[Stored data entries]
——
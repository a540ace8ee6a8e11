//! Synchronous facade over an asynchronous signal bus client.
//!
//! One dedicated thread runs a current-thread tokio runtime that owns the
//! client. Callers send a [`Command`] over a channel and block on a
//! oneshot reply; only the loop thread touches the client or mutates the
//! connection state. Every operation is bounded by the configured timeout.

use std::sync::Arc;
use std::sync::Mutex;
use std::sync::atomic::{AtomicU8, Ordering};
use std::thread::JoinHandle;
use std::time::Duration;

use serde::Serialize;
use tokio::sync::{mpsc, oneshot};
use tracing::{debug, info, warn};

use crate::client::{BusError, ServerInfo, SignalBusClient};

/// Connection state of the bus, as last observed by the loop thread.
#[derive(Debug, Clone, Copy, PartialEq, Eq, Serialize)]
#[serde(rename_all = "SCREAMING_SNAKE_CASE")]
pub enum BusConnectionState {
    Disconnected,
    Connecting,
    Connected,
}

impl BusConnectionState {
    fn from_u8(v: u8) -> Self {
        match v {
            1 => Self::Connecting,
            2 => Self::Connected,
            _ => Self::Disconnected,
        }
    }

    fn as_u8(self) -> u8 {
        match self {
            Self::Disconnected => 0,
            Self::Connecting => 1,
            Self::Connected => 2,
        }
    }
}

enum Command {
    Connect(oneshot::Sender<bool>),
    Disconnect(oneshot::Sender<bool>),
    Read {
        path: String,
        reply: oneshot::Sender<Option<String>>,
    },
    Write {
        path: String,
        value: String,
        reply: oneshot::Sender<bool>,
    },
    ServerInfo(oneshot::Sender<Option<ServerInfo>>),
    Shutdown,
}

/// Process-wide handle to the signal bus. Construct once at startup and
/// share via `Arc`.
///
/// All methods block the calling thread and must not be called from inside
/// an async context; use `tokio::task::spawn_blocking` there.
pub struct SignalBridge {
    tx: mpsc::UnboundedSender<Command>,
    state: Arc<AtomicU8>,
    thread: Mutex<Option<JoinHandle<()>>>,
}

impl SignalBridge {
    /// Start the loop thread that drives `client`.
    pub fn spawn<C: SignalBusClient>(client: C, timeout: Duration) -> std::io::Result<Self> {
        let runtime = tokio::runtime::Builder::new_current_thread()
            .enable_all()
            .build()?;
        let (tx, rx) = mpsc::unbounded_channel();
        let state = Arc::new(AtomicU8::new(BusConnectionState::Disconnected.as_u8()));

        let loop_state = state.clone();
        let thread = std::thread::Builder::new()
            .name("signal-bus".into())
            .spawn(move || {
                runtime.block_on(run_loop(client, rx, loop_state, timeout));
            })?;

        Ok(Self {
            tx,
            state,
            thread: Mutex::new(Some(thread)),
        })
    }

    pub fn state(&self) -> BusConnectionState {
        BusConnectionState::from_u8(self.state.load(Ordering::SeqCst))
    }

    pub fn is_connected(&self) -> bool {
        self.state() == BusConnectionState::Connected
    }

    /// Attempt a connection. Failures are reported, never retried here.
    pub fn connect(&self) -> bool {
        self.call(Command::Connect).unwrap_or(false)
    }

    pub fn disconnect(&self) -> bool {
        self.call(Command::Disconnect).unwrap_or(false)
    }

    /// Current value of `path`; `None` when absent or on any failure.
    pub fn read(&self, path: &str) -> Option<String> {
        self.call(|reply| Command::Read {
            path: path.to_string(),
            reply,
        })
        .flatten()
    }

    pub fn write(&self, path: &str, value: &str) -> bool {
        self.call(|reply| Command::Write {
            path: path.to_string(),
            value: value.to_string(),
            reply,
        })
        .unwrap_or(false)
    }

    pub fn server_info(&self) -> Option<ServerInfo> {
        self.call(Command::ServerInfo).flatten()
    }

    /// Stop the loop thread and wait for it to exit. Later calls fail.
    pub fn shutdown(&self) {
        let _ = self.tx.send(Command::Shutdown);
        let handle = self.thread.lock().ok().and_then(|mut t| t.take());
        if let Some(handle) = handle {
            if handle.join().is_err() {
                warn!("signal bus loop thread panicked");
            }
        }
    }

    fn call<T>(&self, make: impl FnOnce(oneshot::Sender<T>) -> Command) -> Option<T> {
        let (reply_tx, reply_rx) = oneshot::channel();
        if self.tx.send(make(reply_tx)).is_err() {
            warn!(error = %BusError::LoopClosed, "bus command not delivered");
            return None;
        }
        match reply_rx.blocking_recv() {
            Ok(v) => Some(v),
            Err(_) => {
                warn!(error = %BusError::LoopClosed, "bus command dropped");
                None
            }
        }
    }
}

impl Drop for SignalBridge {
    fn drop(&mut self) {
        let _ = self.tx.send(Command::Shutdown);
    }
}

fn set_state(state: &AtomicU8, s: BusConnectionState) {
    state.store(s.as_u8(), Ordering::SeqCst);
}

async fn bounded<T>(
    timeout: Duration,
    fut: impl std::future::Future<Output = Result<T, BusError>>,
) -> Result<T, BusError> {
    tokio::time::timeout(timeout, fut)
        .await
        .unwrap_or(Err(BusError::Timeout(timeout)))
}

/// Record a failed operation; connection-class failures drop the connection.
fn on_error(state: &AtomicU8, op: &str, e: &BusError) {
    warn!(op, error = %e, "signal bus operation failed");
    if e.drops_connection() {
        set_state(state, BusConnectionState::Disconnected);
    }
}

async fn run_loop<C: SignalBusClient>(
    mut client: C,
    mut rx: mpsc::UnboundedReceiver<Command>,
    state: Arc<AtomicU8>,
    timeout: Duration,
) {
    debug!("signal bus loop started");
    while let Some(cmd) = rx.recv().await {
        match cmd {
            Command::Connect(reply) => {
                set_state(&state, BusConnectionState::Connecting);
                let ok = match bounded(timeout, client.connect()).await {
                    Ok(()) => {
                        set_state(&state, BusConnectionState::Connected);
                        info!("connected to signal bus");
                        true
                    }
                    Err(e) => {
                        on_error(&state, "connect", &e);
                        set_state(&state, BusConnectionState::Disconnected);
                        false
                    }
                };
                let _ = reply.send(ok);
            }
            Command::Disconnect(reply) => {
                let result = bounded(timeout, client.disconnect()).await;
                set_state(&state, BusConnectionState::Disconnected);
                if let Err(e) = &result {
                    warn!(error = %e, "signal bus disconnect failed");
                }
                let _ = reply.send(result.is_ok());
            }
            Command::Read { path, reply } => {
                let value = match bounded(timeout, client.read(&path)).await {
                    Ok(v) => v,
                    Err(e) => {
                        on_error(&state, "read", &e);
                        None
                    }
                };
                let _ = reply.send(value);
            }
            Command::Write { path, value, reply } => {
                let ok = match bounded(timeout, client.write(&path, &value)).await {
                    Ok(()) => true,
                    Err(e) => {
                        on_error(&state, "write", &e);
                        false
                    }
                };
                let _ = reply.send(ok);
            }
            Command::ServerInfo(reply) => {
                let info = match bounded(timeout, client.server_info()).await {
                    Ok(i) => Some(i),
                    Err(e) => {
                        on_error(&state, "server_info", &e);
                        None
                    }
                };
                let _ = reply.send(info);
            }
            Command::Shutdown => break,
        }
    }
    let _ = bounded(timeout, client.disconnect()).await;
    set_state(&state, BusConnectionState::Disconnected);
    debug!("signal bus loop stopped");
}
//! Media pipeline: audio capture, speech recognition with fallback,
//! VAD, wake word detection, and media playback control.

pub mod audio;
pub mod engine;
pub mod error;
pub mod playback;
pub mod recorder;
pub mod registry;
pub mod remote;
pub mod transcriber;
pub mod vad;
pub mod wake_word;

pub use audio::Recording;
pub use error::MediaError;
pub use registry::{RecognitionOutcome, RecognizerRegistry};
pub use transcriber::{EngineUsed, Transcriber, Transcription};

use std::sync::{Mutex, MutexGuard, PoisonError};

/// Lock a mutex, recovering the data if a holder panicked.
pub(crate) fn lock<T>(m: &Mutex<T>) -> MutexGuard<'_, T> {
    m.lock().unwrap_or_else(PoisonError::into_inner)
}
//! Energy-based voice activity detection and AUTO-mode recording.

use std::time::{Duration, Instant};

use tracing::debug;

use crate::audio::Recording;
use crate::error::Result;
use crate::recorder::Recorder;

/// Voice Activity Detector using RMS energy threshold on 16-bit PCM.
pub struct VoiceActivityDetector {
    threshold: f64,
    /// Consecutive silent frames before declaring speech end.
    min_silent_frames: usize,
    speech_active: bool,
    silent_count: usize,
}

impl VoiceActivityDetector {
    pub fn new(threshold: f64, min_silent_frames: usize) -> Self {
        Self {
            threshold,
            min_silent_frames,
            speech_active: false,
            silent_count: 0,
        }
    }

    /// Defaults for 20ms frames: ~300ms of silence ends an utterance.
    pub fn default_16khz() -> Self {
        Self::new(300.0, 15)
    }

    pub fn rms(samples: &[i16]) -> f64 {
        if samples.is_empty() {
            return 0.0;
        }
        let sum: f64 = samples.iter().map(|&s| (s as f64) * (s as f64)).sum();
        (sum / samples.len() as f64).sqrt()
    }

    /// Process a single audio frame.
    ///
    /// Returns:
    /// - `Some(true)`: speech just ended (utterance complete)
    /// - `Some(false)`: speech just started
    /// - `None`: no state change
    pub fn process_frame(&mut self, pcm: &[i16]) -> Option<bool> {
        let is_speech = Self::rms(pcm) > self.threshold;

        if is_speech {
            self.silent_count = 0;
            if !self.speech_active {
                self.speech_active = true;
                return Some(false);
            }
        } else if self.speech_active {
            self.silent_count += 1;
            if self.silent_count >= self.min_silent_frames {
                self.speech_active = false;
                self.silent_count = 0;
                return Some(true);
            }
        }

        None
    }

    pub fn is_active(&self) -> bool {
        self.speech_active
    }

    pub fn reset(&mut self) {
        self.speech_active = false;
        self.silent_count = 0;
    }
}

/// Bounds for an AUTO-mode recording.
#[derive(Debug, Clone, Copy)]
pub struct AutoStop {
    /// Samples per VAD frame (20ms).
    pub frame_size: usize,
    pub poll: Duration,
    pub max: Duration,
}

impl AutoStop {
    pub fn new(sample_rate: u32, max: Duration) -> Self {
        Self {
            frame_size: (sample_rate as usize / 50).max(1),
            poll: Duration::from_millis(100),
            max,
        }
    }
}

/// Record until the VAD reports end of speech or `bounds.max` elapses,
/// then stop the recorder and return the recording.
pub fn record_until_silence(
    recorder: &mut dyn Recorder,
    vad: &mut VoiceActivityDetector,
    bounds: AutoStop,
) -> Result<Recording> {
    recorder.start()?;
    let started = Instant::now();
    let mut pending: Vec<i16> = Vec::new();

    'capture: loop {
        std::thread::sleep(bounds.poll);
        pending.extend(recorder.take_chunk());

        while pending.len() >= bounds.frame_size {
            let frame: Vec<i16> = pending.drain(..bounds.frame_size).collect();
            if vad.process_frame(&frame) == Some(true) {
                debug!(elapsed_ms = started.elapsed().as_millis() as u64, "end of speech");
                break 'capture;
            }
        }

        if started.elapsed() >= bounds.max {
            debug!("auto recording hit max duration");
            break;
        }
    }

    recorder.stop()
}

#[cfg(test)]
mod tests {
    use super::*;
    use crate::error::MediaError;

    #[test]
    fn test_rms_calculation() {
        let silence = vec![0i16; 320];
        assert_eq!(VoiceActivityDetector::rms(&silence), 0.0);

        let signal = vec![100i16; 320];
        let rms = VoiceActivityDetector::rms(&signal);
        assert!((rms - 100.0).abs() < 0.01);

        assert_eq!(VoiceActivityDetector::rms(&[]), 0.0);
    }

    #[test]
    fn test_vad_transitions() {
        let mut vad = VoiceActivityDetector::new(50.0, 3);
        let silence = vec![0i16; 320];
        let speech = vec![500i16; 320];

        assert_eq!(vad.process_frame(&silence), None);
        assert_eq!(vad.process_frame(&speech), Some(false));
        assert_eq!(vad.process_frame(&speech), None);
        assert_eq!(vad.process_frame(&silence), None);
        assert_eq!(vad.process_frame(&silence), None);
        assert_eq!(vad.process_frame(&silence), Some(true));
        assert!(!vad.is_active());
    }

    #[test]
    fn test_vad_reset() {
        let mut vad = VoiceActivityDetector::new(50.0, 3);
        vad.process_frame(&[500i16; 320]);
        assert!(vad.is_active());
        vad.reset();
        assert!(!vad.is_active());
    }

    /// Replays fixed chunks, one per `take_chunk`.
    struct ScriptedRecorder {
        chunks: Vec<Vec<i16>>,
        all: Vec<i16>,
        stopped: bool,
    }

    impl Recorder for ScriptedRecorder {
        fn start(&mut self) -> Result<()> {
            Ok(())
        }

        fn take_chunk(&mut self) -> Vec<i16> {
            if self.chunks.is_empty() {
                return vec![0; 320];
            }
            let chunk = self.chunks.remove(0);
            self.all.extend(&chunk);
            chunk
        }

        fn stop(&mut self) -> Result<Recording> {
            if self.stopped {
                return Err(MediaError::Capture("stopped".into()));
            }
            self.stopped = true;
            Ok(Recording::new(self.all.clone(), 16000, 1))
        }
    }

    #[test]
    fn test_record_until_silence_stops_at_speech_end() {
        let mut recorder = ScriptedRecorder {
            chunks: vec![vec![0; 320], vec![800; 640], vec![0; 960], vec![800; 320]],
            all: Vec::new(),
            stopped: false,
        };
        let mut vad = VoiceActivityDetector::new(300.0, 3);
        let bounds = AutoStop {
            frame_size: 320,
            poll: Duration::from_millis(1),
            max: Duration::from_secs(5),
        };
        let rec = record_until_silence(&mut recorder, &mut vad, bounds).unwrap();
        assert!(recorder.stopped);
        assert_eq!(rec.pcm.len(), 320 + 640 + 960);
    }

    #[test]
    fn test_record_until_silence_max_duration() {
        let mut recorder = ScriptedRecorder {
            chunks: Vec::new(),
            all: Vec::new(),
            stopped: false,
        };
        let mut vad = VoiceActivityDetector::default_16khz();
        let bounds = AutoStop {
            frame_size: 320,
            poll: Duration::from_millis(5),
            max: Duration::from_millis(30),
        };
        let rec = record_until_silence(&mut recorder, &mut vad, bounds).unwrap();
        assert!(recorder.stopped);
        assert!(rec.is_empty());
    }
}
——
Up to and including the line with "or mutates the", repeat the entries exactly, beginning at their first line.

- **ANSWER FOR THIS EXERCISE**
repository a540ace8ee6a8e11
//! Synchronous facade over an asynchronous signal bus client.
//!
//! One dedicated thread runs a current-thread tokio runtime that owns the
//! client. Callers send a [`Command`] over a channel and block on a
//! oneshot reply; only the loop thread touches the client or mutates the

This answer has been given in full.